[WHAT TO PRODUCE] Only some lines are wanted. Transcribe, exactly, the lines below from the line with "-eye_space.z" up to and including the line with "fn visit_lod(&mut self, traversal: &mut".

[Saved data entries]
################
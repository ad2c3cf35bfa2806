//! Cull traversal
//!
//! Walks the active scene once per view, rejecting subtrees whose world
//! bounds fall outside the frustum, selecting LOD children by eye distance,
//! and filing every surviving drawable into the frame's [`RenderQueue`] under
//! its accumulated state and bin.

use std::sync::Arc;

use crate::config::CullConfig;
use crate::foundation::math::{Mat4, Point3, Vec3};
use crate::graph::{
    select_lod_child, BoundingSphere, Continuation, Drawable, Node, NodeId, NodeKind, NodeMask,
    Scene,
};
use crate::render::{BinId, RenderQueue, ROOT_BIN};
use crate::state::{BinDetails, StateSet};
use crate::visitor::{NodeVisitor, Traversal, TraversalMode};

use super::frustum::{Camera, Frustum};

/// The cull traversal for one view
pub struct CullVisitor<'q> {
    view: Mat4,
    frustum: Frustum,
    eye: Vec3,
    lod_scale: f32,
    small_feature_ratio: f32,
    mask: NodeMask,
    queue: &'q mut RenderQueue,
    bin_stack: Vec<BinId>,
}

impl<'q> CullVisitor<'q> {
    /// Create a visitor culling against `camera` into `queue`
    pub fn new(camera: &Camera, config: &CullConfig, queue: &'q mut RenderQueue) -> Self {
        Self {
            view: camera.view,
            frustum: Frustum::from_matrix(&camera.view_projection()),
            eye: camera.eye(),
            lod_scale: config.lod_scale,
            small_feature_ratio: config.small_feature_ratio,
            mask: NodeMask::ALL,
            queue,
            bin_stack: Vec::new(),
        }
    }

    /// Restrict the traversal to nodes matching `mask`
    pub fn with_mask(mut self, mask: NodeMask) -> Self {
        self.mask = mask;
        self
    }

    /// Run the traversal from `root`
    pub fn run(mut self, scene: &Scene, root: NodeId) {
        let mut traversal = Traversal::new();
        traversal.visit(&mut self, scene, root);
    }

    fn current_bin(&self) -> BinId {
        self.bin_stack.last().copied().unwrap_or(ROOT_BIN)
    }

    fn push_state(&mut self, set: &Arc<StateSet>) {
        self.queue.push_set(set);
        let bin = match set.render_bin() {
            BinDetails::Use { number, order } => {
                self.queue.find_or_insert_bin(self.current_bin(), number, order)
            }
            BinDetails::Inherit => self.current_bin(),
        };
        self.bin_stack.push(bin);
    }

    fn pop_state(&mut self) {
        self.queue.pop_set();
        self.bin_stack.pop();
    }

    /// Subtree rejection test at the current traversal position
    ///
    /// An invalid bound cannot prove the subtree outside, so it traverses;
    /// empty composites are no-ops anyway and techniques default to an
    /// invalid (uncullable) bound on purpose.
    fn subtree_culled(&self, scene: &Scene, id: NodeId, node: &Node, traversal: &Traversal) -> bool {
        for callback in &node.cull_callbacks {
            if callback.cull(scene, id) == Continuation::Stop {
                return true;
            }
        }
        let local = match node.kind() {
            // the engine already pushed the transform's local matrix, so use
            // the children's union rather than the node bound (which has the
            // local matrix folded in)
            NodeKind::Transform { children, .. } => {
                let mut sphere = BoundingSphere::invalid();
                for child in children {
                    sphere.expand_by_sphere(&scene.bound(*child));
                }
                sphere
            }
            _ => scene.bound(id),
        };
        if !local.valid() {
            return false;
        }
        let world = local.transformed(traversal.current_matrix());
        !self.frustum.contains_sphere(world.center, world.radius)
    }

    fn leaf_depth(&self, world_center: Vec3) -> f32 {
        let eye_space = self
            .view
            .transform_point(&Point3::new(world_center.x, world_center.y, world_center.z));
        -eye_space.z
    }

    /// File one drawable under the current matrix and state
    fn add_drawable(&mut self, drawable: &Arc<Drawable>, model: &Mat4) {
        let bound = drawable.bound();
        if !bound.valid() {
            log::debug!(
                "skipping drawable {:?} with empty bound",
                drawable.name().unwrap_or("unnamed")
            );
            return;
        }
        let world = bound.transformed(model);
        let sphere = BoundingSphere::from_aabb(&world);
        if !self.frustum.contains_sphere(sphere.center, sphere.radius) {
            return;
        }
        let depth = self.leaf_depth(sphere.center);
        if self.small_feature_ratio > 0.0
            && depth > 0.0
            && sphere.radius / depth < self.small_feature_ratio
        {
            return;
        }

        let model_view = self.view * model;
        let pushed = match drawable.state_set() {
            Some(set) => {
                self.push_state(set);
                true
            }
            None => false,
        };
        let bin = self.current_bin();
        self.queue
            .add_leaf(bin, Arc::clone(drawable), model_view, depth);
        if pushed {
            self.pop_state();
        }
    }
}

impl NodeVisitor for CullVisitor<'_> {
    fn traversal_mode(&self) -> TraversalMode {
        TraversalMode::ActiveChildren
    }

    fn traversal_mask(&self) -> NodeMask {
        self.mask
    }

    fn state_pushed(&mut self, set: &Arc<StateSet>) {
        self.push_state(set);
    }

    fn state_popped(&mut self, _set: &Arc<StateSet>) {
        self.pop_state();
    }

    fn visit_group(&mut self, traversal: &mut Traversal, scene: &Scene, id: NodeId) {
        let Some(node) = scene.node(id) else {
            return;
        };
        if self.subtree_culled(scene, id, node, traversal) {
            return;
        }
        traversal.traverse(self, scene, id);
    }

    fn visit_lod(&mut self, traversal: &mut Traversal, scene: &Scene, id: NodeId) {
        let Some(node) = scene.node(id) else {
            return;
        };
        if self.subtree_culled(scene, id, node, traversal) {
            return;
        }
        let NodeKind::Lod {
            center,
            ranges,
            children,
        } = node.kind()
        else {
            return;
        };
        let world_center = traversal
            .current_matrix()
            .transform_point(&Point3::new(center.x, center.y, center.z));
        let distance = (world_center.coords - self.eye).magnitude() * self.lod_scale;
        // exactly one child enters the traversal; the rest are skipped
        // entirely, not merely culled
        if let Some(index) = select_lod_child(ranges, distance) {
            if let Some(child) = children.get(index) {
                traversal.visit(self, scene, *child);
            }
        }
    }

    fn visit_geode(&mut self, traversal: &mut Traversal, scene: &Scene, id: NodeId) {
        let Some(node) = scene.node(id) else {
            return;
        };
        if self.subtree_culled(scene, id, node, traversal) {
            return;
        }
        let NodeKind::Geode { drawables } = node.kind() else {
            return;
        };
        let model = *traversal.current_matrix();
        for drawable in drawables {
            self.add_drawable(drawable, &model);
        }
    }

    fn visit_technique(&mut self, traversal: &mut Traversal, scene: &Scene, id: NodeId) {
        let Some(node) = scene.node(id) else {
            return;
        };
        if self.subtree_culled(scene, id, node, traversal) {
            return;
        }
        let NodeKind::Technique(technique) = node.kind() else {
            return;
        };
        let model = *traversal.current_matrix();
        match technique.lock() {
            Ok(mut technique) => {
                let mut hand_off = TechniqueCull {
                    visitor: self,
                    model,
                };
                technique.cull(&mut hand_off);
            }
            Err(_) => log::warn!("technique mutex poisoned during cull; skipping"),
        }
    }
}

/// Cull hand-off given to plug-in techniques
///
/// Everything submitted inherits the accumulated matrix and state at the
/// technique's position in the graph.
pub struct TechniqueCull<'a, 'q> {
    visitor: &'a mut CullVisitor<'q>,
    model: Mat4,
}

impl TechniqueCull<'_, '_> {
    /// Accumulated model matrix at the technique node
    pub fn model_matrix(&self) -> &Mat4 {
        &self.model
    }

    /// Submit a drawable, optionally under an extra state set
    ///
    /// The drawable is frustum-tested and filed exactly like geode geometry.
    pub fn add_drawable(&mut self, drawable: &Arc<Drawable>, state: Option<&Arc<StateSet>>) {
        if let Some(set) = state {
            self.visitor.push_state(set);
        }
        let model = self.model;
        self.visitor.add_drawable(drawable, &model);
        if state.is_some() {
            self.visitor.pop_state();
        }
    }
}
################
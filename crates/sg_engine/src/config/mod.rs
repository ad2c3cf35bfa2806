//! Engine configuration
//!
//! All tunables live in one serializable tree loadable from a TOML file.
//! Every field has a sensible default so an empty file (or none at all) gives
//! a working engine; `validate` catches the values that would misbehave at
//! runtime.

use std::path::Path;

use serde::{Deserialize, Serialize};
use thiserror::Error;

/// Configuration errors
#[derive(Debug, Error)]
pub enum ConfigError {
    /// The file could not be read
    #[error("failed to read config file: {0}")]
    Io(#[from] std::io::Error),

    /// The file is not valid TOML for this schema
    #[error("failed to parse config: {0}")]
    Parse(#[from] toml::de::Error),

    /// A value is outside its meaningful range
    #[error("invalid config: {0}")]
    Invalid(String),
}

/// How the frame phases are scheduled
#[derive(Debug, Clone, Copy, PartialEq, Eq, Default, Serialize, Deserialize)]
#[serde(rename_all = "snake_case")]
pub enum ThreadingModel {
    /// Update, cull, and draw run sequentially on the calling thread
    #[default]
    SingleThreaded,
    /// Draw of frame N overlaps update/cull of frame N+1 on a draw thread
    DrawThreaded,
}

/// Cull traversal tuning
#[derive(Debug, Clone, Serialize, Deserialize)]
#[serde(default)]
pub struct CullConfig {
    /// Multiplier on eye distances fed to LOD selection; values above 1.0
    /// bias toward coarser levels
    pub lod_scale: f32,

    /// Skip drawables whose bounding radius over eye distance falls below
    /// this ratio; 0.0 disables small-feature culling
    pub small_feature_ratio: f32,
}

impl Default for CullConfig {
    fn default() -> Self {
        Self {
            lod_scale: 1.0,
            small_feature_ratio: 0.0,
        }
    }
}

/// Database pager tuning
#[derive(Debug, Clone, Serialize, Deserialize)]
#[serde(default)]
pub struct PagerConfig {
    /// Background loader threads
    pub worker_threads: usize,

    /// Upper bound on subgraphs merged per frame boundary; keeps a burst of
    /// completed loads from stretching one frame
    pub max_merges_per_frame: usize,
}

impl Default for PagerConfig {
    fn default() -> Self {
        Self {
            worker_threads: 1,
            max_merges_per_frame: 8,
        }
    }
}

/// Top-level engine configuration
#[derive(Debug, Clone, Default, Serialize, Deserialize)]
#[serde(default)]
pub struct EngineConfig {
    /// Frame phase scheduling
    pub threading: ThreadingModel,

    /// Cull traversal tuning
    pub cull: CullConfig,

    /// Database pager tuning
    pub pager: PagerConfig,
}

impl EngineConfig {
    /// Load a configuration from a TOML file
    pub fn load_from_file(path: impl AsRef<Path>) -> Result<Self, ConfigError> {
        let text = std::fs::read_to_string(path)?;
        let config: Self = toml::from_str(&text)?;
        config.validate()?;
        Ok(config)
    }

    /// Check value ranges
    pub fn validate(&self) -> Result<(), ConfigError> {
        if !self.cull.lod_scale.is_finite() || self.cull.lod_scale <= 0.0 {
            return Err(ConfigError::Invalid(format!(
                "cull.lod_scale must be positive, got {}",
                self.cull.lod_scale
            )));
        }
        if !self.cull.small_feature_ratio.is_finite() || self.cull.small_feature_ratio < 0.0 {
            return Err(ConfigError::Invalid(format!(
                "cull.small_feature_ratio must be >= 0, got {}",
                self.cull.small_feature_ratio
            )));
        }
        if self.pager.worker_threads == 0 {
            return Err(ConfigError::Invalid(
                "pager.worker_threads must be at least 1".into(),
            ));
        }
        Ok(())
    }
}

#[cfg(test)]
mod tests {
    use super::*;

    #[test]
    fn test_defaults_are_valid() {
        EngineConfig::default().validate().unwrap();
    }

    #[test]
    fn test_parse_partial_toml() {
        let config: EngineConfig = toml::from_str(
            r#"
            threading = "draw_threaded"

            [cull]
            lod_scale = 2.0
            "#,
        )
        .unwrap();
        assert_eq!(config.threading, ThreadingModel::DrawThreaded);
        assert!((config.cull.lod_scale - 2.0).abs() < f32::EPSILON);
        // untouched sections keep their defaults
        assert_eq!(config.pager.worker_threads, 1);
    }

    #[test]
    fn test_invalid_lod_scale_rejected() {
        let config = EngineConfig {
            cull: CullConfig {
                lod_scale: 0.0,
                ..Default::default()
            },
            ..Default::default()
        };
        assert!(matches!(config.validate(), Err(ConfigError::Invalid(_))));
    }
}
################
[RESPONSE]
        -eye_space.z
    }

    /// File one drawable under the current matrix and state
    fn add_drawable(&mut self, drawable: &Arc<Drawable>, model: &Mat4) {
        let bound = drawable.bound();
        if !bound.valid() {
            log::debug!(
                "skipping drawable {:?} with empty bound",
                drawable.name().unwrap_or("unnamed")
            );
            return;
        }
        let world = bound.transformed(model);
        let sphere = BoundingSphere::from_aabb(&world);
        if !self.frustum.contains_sphere(sphere.center, sphere.radius) {
            return;
        }
        let depth = self.leaf_depth(sphere.center);
        if self.small_feature_ratio > 0.0
            && depth > 0.0
            && sphere.radius / depth < self.small_feature_ratio
        {
            return;
        }

        let model_view = self.view * model;
        let pushed = match drawable.state_set() {
            Some(set) => {
                self.push_state(set);
                true
            }
            None => false,
        };
        let bin = self.current_bin();
        self.queue
            .add_leaf(bin, Arc::clone(drawable), model_view, depth);
        if pushed {
            self.pop_state();
        }
    }
}

impl NodeVisitor for CullVisitor<'_> {
    fn traversal_mode(&self) -> TraversalMode {
        TraversalMode::ActiveChildren
    }

    fn traversal_mask(&self) -> NodeMask {
        self.mask
    }

    fn state_pushed(&mut self, set: &Arc<StateSet>) {
        self.push_state(set);
    }

    fn state_popped(&mut self, _set: &Arc<StateSet>) {
        self.pop_state();
    }

    fn visit_group(&mut self, traversal: &mut Traversal, scene: &Scene, id: NodeId) {
        let Some(node) = scene.node(id) else {
            return;
        };
        if self.subtree_culled(scene, id, node, traversal) {
            return;
        }
        traversal.traverse(self, scene, id);
    }

    fn visit_lod(&mut self, traversal: &mut Traversal, scene: &Scene, id: NodeId) {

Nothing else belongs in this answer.